• [WHAT TO WORK ON]:
Scan the records that follow, and whenever a line has the word "ChannelsFirst", copy it.

• [RECORDS SUPPLIED]:
//! YOLO output decoding and non-maximum suppression.
//!
//! Two output layouts are understood:
//!
//! - Row-major `[N, 5 + classes]` (YOLOv5): `cx, cy, w, h, objectness, scores...`
//! - Channel-major `[4 + classes, N]` (YOLOv8 and later): no objectness column
//!
//! Box coordinates are in input pixels and are normalized on the way out.

use crate::detect::result::{BoundingBox, Detection};

/// Hard cap on detections returned per frame.
pub const MAX_DETECTIONS: usize = 300;

#[derive(Clone, Copy, Debug, PartialEq, Eq)]
pub enum YoloLayout {
    /// `[N, 5 + classes]` with an objectness column.
    RowsWithObjectness,
    /// `[4 + classes, N]` without objectness.
    ChannelsFirst,
}

impl YoloLayout {
    /// Guess the layout from the two trailing output dimensions.
    ///
    /// Anchors always outnumber attributes, so the longer axis holds the anchors.
    pub fn infer(dim_a: usize, dim_b: usize) -> Self {
        if dim_a < dim_b {
            YoloLayout::ChannelsFirst
        } else {
            YoloLayout::RowsWithObjectness
        }
    }
}

#[derive(Clone, Copy, Debug)]
pub struct DecodeParams {
    pub input_width: u32,
    pub input_height: u32,
    pub conf_threshold: f32,
    pub iou_threshold: f32,
}

/// Decode a flat output tensor shaped `[dim_a, dim_b]` into detections.
pub fn decode_output(
    data: &[f32],
    dim_a: usize,
    dim_b: usize,
    layout: YoloLayout,
    params: DecodeParams,
) -> Vec<Detection> {
    if data.len() < dim_a * dim_b {
        return Vec::new();
    }
    let (anchors, attrs) = match layout {
        YoloLayout::RowsWithObjectness => (dim_a, dim_b),
        YoloLayout::ChannelsFirst => (dim_b, dim_a),
    };
    let class_offset = match layout {
        YoloLayout::RowsWithObjectness => 5,
        YoloLayout::ChannelsFirst => 4,
    };
    if attrs <= class_offset {
        return Vec::new();
    }
    let at = |anchor: usize, attr: usize| -> f32 {
        match layout {
            YoloLayout::RowsWithObjectness => data[anchor * attrs + attr],
            YoloLayout::ChannelsFirst => data[attr * anchors + anchor],
        }
    };

    let mut candidates = Vec::new();
    for anchor in 0..anchors {
        let objectness = match layout {
            YoloLayout::RowsWithObjectness => at(anchor, 4),
            YoloLayout::ChannelsFirst => 1.0,
        };
        if objectness < params.conf_threshold {
            continue;
        }
        let (class_id, class_score) = (class_offset..attrs)
            .map(|attr| (attr - class_offset, at(anchor, attr)))
            .fold((0usize, f32::NEG_INFINITY), |best, cur| {
                if cur.1 > best.1 {
                    cur
                } else {
                    best
                }
            });
        let confidence = objectness * class_score;
        if !confidence.is_finite() || confidence < params.conf_threshold {
            continue;
        }
        let (cx, cy, w, h) = (at(anchor, 0), at(anchor, 1), at(anchor, 2), at(anchor, 3));
        let bbox = BoundingBox::from_pixels(
            cx - w / 2.0,
            cy - h / 2.0,
            cx + w / 2.0,
            cy + h / 2.0,
            params.input_width,
            params.input_height,
        );
        candidates.push(Detection::new(class_id as u32, confidence, bbox));
    }

    non_max_suppression(candidates, params.iou_threshold)
}

/// Class-wise NMS. Output is sorted by descending confidence and capped at
/// [`MAX_DETECTIONS`].
pub fn non_max_suppression(mut candidates: Vec<Detection>, iou_threshold: f32) -> Vec<Detection> {
    candidates.sort_by(|a, b| b.confidence.total_cmp(&a.confidence));
    let mut kept: Vec<Detection> = Vec::new();
    for cand in candidates {
        let suppressed = kept.iter().any(|k| {
            k.class_id == cand.class_id && k.bbox.iou(&cand.bbox) > iou_threshold
        });
        if !suppressed {
            kept.push(cand);
            if kept.len() == MAX_DETECTIONS {
                break;
            }
        }
    }
    kept
}

#[cfg(test)]
mod tests {
    use super::*;

    fn params() -> DecodeParams {
        DecodeParams {
            input_width: 100,
            input_height: 100,
            conf_threshold: 0.25,
            iou_threshold: 0.45,
        }
    }

    #[test]
    fn rows_with_objectness_decode_and_suppress() {
        // Three anchors, two classes: [cx, cy, w, h, obj, c0, c1]
        let data = vec![
            50.0, 50.0, 20.0, 20.0, 0.9, 0.9, 0.1, // strong class 0
            51.0, 50.0, 20.0, 20.0, 0.8, 0.9, 0.1, // overlaps first, suppressed
            10.0, 10.0, 10.0, 10.0, 0.1, 0.1, 0.9, // below objectness threshold
        ];
        let dets = decode_output(&data, 3, 7, YoloLayout::RowsWithObjectness, params());
        assert_eq!(dets.len(), 1);
        let d = &dets[0];
        assert_eq!(d.class_id, 0);
        assert_eq!(d.class_name, "person");
        assert!((d.confidence - 0.81).abs() < 1e-5);
        assert!((d.bbox.x1 - 0.4).abs() < 1e-5);
        assert!((d.bbox.x2 - 0.6).abs() < 1e-5);
    }

    #[test]
    fn channels_first_layout_is_transposed() {
        // Two anchors, one class: rows are attributes [cx, cy, w, h, c0].
        let data = vec![
            20.0, 80.0, // cx
            20.0, 80.0, // cy
            10.0, 10.0, // w
            10.0, 10.0, // h
            0.3, 0.95, // class 0
        ];
        assert_eq!(YoloLayout::infer(5, 2), YoloLayout::RowsWithObjectness);
        assert_eq!(YoloLayout::infer(5, 8400), YoloLayout::ChannelsFirst);
        let dets = decode_output(&data, 5, 2, YoloLayout::ChannelsFirst, params());
        assert_eq!(dets.len(), 2);
        assert!(dets[0].confidence > dets[1].confidence);
        assert!((dets[0].bbox.x1 - 0.75).abs() < 1e-5);
    }

    #[test]
    fn boxes_outside_the_frame_are_clamped() {
        let data = vec![0.0, 0.0, 40.0, 40.0, 0.9, 0.9];
        let dets = decode_output(&data, 1, 6, YoloLayout::RowsWithObjectness, params());
        assert_eq!(dets.len(), 1);
        let b = dets[0].bbox;
        assert_eq!((b.x1, b.y1), (0.0, 0.0));
        assert!((b.x2 - 0.2).abs() < 1e-5);
    }

    #[test]
    fn nms_keeps_overlapping_boxes_of_different_classes() {
        let bbox = BoundingBox::from_corners(0.1, 0.1, 0.5, 0.5);
        let dets = non_max_suppression(
            vec![Detection::new(0, 0.9, bbox), Detection::new(1, 0.8, bbox)],
            0.45,
        );
        assert_eq!(dets.len(), 2);
    }

    #[test]
    fn short_tensor_yields_nothing() {
        assert!(decode_output(&[1.0, 2.0], 1, 7, YoloLayout::RowsWithObjectness, params()).is_empty());
    }
}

• [SOLVED PROBLEM]:
    ChannelsFirst,
            YoloLayout::ChannelsFirst
        YoloLayout::ChannelsFirst => (dim_b, dim_a),
        YoloLayout::ChannelsFirst => 4,
            YoloLayout::ChannelsFirst => data[attr * anchors + anchor],
            YoloLayout::ChannelsFirst => 1.0,
        assert_eq!(YoloLayout::infer(5, 8400), YoloLayout::ChannelsFirst);
        let dets = decode_output(&data, 5, 2, YoloLayout::ChannelsFirst, params());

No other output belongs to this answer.